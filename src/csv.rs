// src/csv.rs
use std::io::{Read, Write};

use csv::{ReaderBuilder, Trim, WriterBuilder};

use crate::model::MatchRecord;

/* ---------------- Parsing ---------------- */

/// Read match rows (9 integer fields each) from CSV/TSV text.
///
/// A leading header row is tolerated: the first row is skipped only when none of its
/// cells is a number. Blank lines are ignored. Errors name the 1-based line.
pub fn read_match_records<R: Read>(reader: R, delim: u8) -> Result<Vec<MatchRecord>, Box<dyn std::error::Error>> {
    let mut rdr = ReaderBuilder::new()
        .has_headers(false)
        .delimiter(delim)
        .flexible(true)
        .trim(Trim::All)
        .from_reader(reader);

    let mut out = Vec::new();
    for (i, rec) in rdr.records().enumerate() {
        let rec = rec?;
        let line = rec.position().map(|p| p.line() as usize).unwrap_or(i + 1);

        if rec.iter().all(str::is_empty) {
            continue;
        }
        if i == 0 && looks_like_header(&rec) {
            continue;
        }

        let cells: Vec<&str> = rec.iter().collect();
        let record = MatchRecord::from_row(&cells).map_err(|e| e.at_row(line))?;
        out.push(record);
    }
    Ok(out)
}

fn looks_like_header(rec: &csv::StringRecord) -> bool {
    rec.iter().all(|c| c.parse::<i64>().is_err())
}

/// Parse match rows straight from a string (e.g. pasted text).
pub fn parse_match_text(text: &str, delim: u8) -> Result<Vec<MatchRecord>, Box<dyn std::error::Error>> {
    read_match_records(text.as_bytes(), delim)
}

/* ---------------- Writing ---------------- */

/// Write rows (and optional headers) to any writer.
pub fn write_rows<W: Write>(
    w: W,
    headers: Option<&[&str]>,
    rows: &[Vec<String>],
    delim: u8,
) -> Result<(), csv::Error> {
    let mut wtr = WriterBuilder::new().delimiter(delim).flexible(true).from_writer(w);
    if let Some(h) = headers {
        wtr.write_record(h)?;
    }
    for r in rows {
        wtr.write_record(r)?;
    }
    wtr.flush()?;
    Ok(())
}

/// Create a full export string (Copy/Export) from rows.
pub fn to_export_string(headers: Option<&[&str]>, rows: &[Vec<String>], delim: u8) -> String {
    let mut buf: Vec<u8> = Vec::new();
    let _ = write_rows(&mut buf, headers, rows, delim);

    match String::from_utf8(buf) {
        Ok(s) => s,
        Err(e) => String::from_utf8_lossy(&e.into_bytes()).into_owned(),
    }
}
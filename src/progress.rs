// src/progress.rs
/// Lightweight progress reporting used by long-running operations (fetch/export).
/// Frontends (GUI/CLI) implement this to surface status to users.
pub trait Progress {
    /// Called once the number of items is known.
    fn begin(&mut self, _total: usize) {}

    /// Free-form status line for human eyes.
    fn log(&mut self, _msg: &str) {}

    /// Called at the end, successful or not.
    fn finish(&mut self) {}
}

/// A no-op progress sink.
pub struct NullProgress;
impl Progress for NullProgress {}
// src/error.rs
use thiserror::Error;

use crate::model::TeamNumber;

/// Failures of the report computation. The whole batch aborts on the first one.
#[derive(Debug, Clone, PartialEq, Eq, Error)]
pub enum ReportError {
    /// A record does not have the 9-field match layout.
    /// `row` is 1-based when known, 0 otherwise.
    #[error("malformed match record (row {row}): {reason}")]
    MalformedRecord { row: usize, reason: String },

    /// Annotation hit a team the statistics pass never saw.
    #[error("team {team} in match {match_number} has no computed statistics")]
    UnknownTeam { team: TeamNumber, match_number: u32 },
}

impl ReportError {
    pub fn malformed(row: usize, reason: impl Into<String>) -> Self {
        ReportError::MalformedRecord { row, reason: reason.into() }
    }

    /// Attach a row number to a MalformedRecord raised without one.
    pub fn at_row(self, row: usize) -> Self {
        match self {
            ReportError::MalformedRecord { row: 0, reason } => ReportError::MalformedRecord { row, reason },
            other => other,
        }
    }
}

/// Failures of the match-results API collaborator.
#[derive(Debug, Error)]
pub enum FetchError {
    #[error("missing credential: set {0} in the environment or .env")]
    MissingCredentials(&'static str),

    #[error("HTTP request failed: {0}")]
    Http(#[from] reqwest::Error),

    #[error("could not decode matches response: {0}")]
    Decode(#[from] serde_json::Error),
}
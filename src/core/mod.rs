// src/core/mod.rs

pub mod net;

pub use net::Credentials;
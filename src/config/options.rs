// src/config/options.rs
use std::ffi::OsString;
use std::fmt;
use std::path::{Path, PathBuf};
use std::str::FromStr;

use super::consts::*;
use crate::winrate::ReportOptions;

#[derive(Clone, Debug, Default, PartialEq, Eq)]
pub struct AppOptions {
    pub fetch: FetchOptions,
    pub report: ReportOptions,
    pub export: ExportOptions,
}

/* ---------------- Fetch ---------------- */

#[derive(Clone, Copy, Debug, PartialEq, Eq)]
pub enum TournamentLevel {
    Qualification,
    Playoff,
}

impl TournamentLevel {
    pub fn as_str(&self) -> &'static str {
        match self {
            TournamentLevel::Qualification => "Qualification",
            TournamentLevel::Playoff => "Playoff",
        }
    }
}

impl fmt::Display for TournamentLevel {
    fn fmt(&self, f: &mut fmt::Formatter<'_>) -> fmt::Result {
        f.write_str(self.as_str())
    }
}

impl FromStr for TournamentLevel {
    type Err = String;

    fn from_str(s: &str) -> Result<Self, Self::Err> {
        match s.to_ascii_lowercase().as_str() {
            "qual" | "qualification" => Ok(TournamentLevel::Qualification),
            "playoff" | "playoffs" => Ok(TournamentLevel::Playoff),
            other => Err(format!("Unknown tournament level: {other}")),
        }
    }
}

#[derive(Clone, Debug, PartialEq, Eq)]
pub struct FetchOptions {
    pub season: u16,
    pub event_code: String,
    pub level: TournamentLevel,
}

impl Default for FetchOptions {
    fn default() -> Self {
        Self {
            season: DEFAULT_SEASON,
            event_code: s!(DEFAULT_EVENT),
            level: TournamentLevel::Playoff,
        }
    }
}

impl FetchOptions {
    /// Full URL of the event's match results.
    pub fn url(&self) -> String {
        format!(
            "{}/{}/matches/{}?tournamentLevel={}",
            API_BASE,
            self.season,
            self.event_code.trim().to_ascii_uppercase(),
            self.level
        )
    }
}

/* ---------------- Export ---------------- */

/// Which table of a report gets exported.
#[derive(Clone, Copy, Debug, Default, PartialEq, Eq, Hash)]
pub enum ReportTable {
    #[default]
    Matches,
    Teams,
}

impl ReportTable {
    pub fn default_stem(&self) -> &'static str {
        match self {
            ReportTable::Matches => DEFAULT_REPORT_FILE,
            ReportTable::Teams => DEFAULT_TEAMS_FILE,
        }
    }
}

#[derive(Clone, Copy, Debug, Default, PartialEq, Eq)]
pub enum ExportFormat {
    #[default]
    Csv,
    Tsv,
    Json,
}

impl ExportFormat {
    pub fn ext(&self) -> &'static str {
        match self {
            ExportFormat::Csv => "csv",
            ExportFormat::Tsv => "tsv",
            ExportFormat::Json => "json",
        }
    }

    /// Field separator; JSON has none.
    pub fn delimiter(&self) -> Option<u8> {
        match self {
            ExportFormat::Csv => Some(b','),
            ExportFormat::Tsv => Some(b'\t'),
            ExportFormat::Json => None,
        }
    }
}

impl FromStr for ExportFormat {
    type Err = String;

    fn from_str(s: &str) -> Result<Self, Self::Err> {
        match s.to_ascii_lowercase().as_str() {
            "csv" => Ok(ExportFormat::Csv),
            "tsv" => Ok(ExportFormat::Tsv),
            "json" => Ok(ExportFormat::Json),
            other => Err(format!("Unknown format: {other}")),
        }
    }
}

#[derive(Clone, Debug, PartialEq, Eq)]
pub struct ExportOptions {
    pub format: ExportFormat,
    pub table: ReportTable,
    pub include_headers: bool,
    out_path: OutputPath,
}

impl Default for ExportOptions {
    fn default() -> Self {
        Self {
            format: ExportFormat::Csv,
            table: ReportTable::Matches,
            include_headers: false,
            out_path: OutputPath::default(),
        }
    }
}

impl ExportOptions {
    /// `<dir>/<stem>.<ext>`; the extension always follows the format.
    pub fn out_path(&self) -> PathBuf {
        let stem = self
            .out_path
            .file_stem
            .clone()
            .unwrap_or_else(|| OsString::from(self.table.default_stem()));
        let file = join!(&*stem.to_string_lossy(), ".", self.format.ext());
        self.out_path.dir.join(file)
    }

    pub fn current_dir(&self) -> &Path {
        &self.out_path.dir
    }

    /// Parse user text into dir + stem. A trailing separator means "directory only"
    /// and keeps the table's default file name. Pasted extensions are ignored.
    pub fn set_path(&mut self, text: &str) {
        let s = text.trim();
        if s.is_empty() {
            self.out_path = OutputPath::default();
            return;
        }

        if s.ends_with('/') || s.ends_with('\\') {
            self.out_path.dir = PathBuf::from(s);
            self.out_path.file_stem = None;
            return;
        }

        let p = Path::new(s);
        self.out_path.dir = p.parent().map(Path::to_path_buf).unwrap_or_default();
        self.out_path.file_stem = p.file_stem().map(|stem| stem.to_os_string());
    }
}

#[derive(Clone, Debug, PartialEq, Eq)]
struct OutputPath {
    dir: PathBuf,
    file_stem: Option<OsString>, // None → table default
}

impl Default for OutputPath {
    fn default() -> Self {
        Self { dir: PathBuf::from(DEFAULT_OUT_DIR), file_stem: None }
    }
}
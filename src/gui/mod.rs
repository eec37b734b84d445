// src/gui/mod.rs
pub mod app;
pub mod actions;
pub mod components;
pub mod progress;
pub mod table_model;

pub use app::run;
* * * * *
Some lines in the data above may hold the word "text". Say how many, with no other words.

7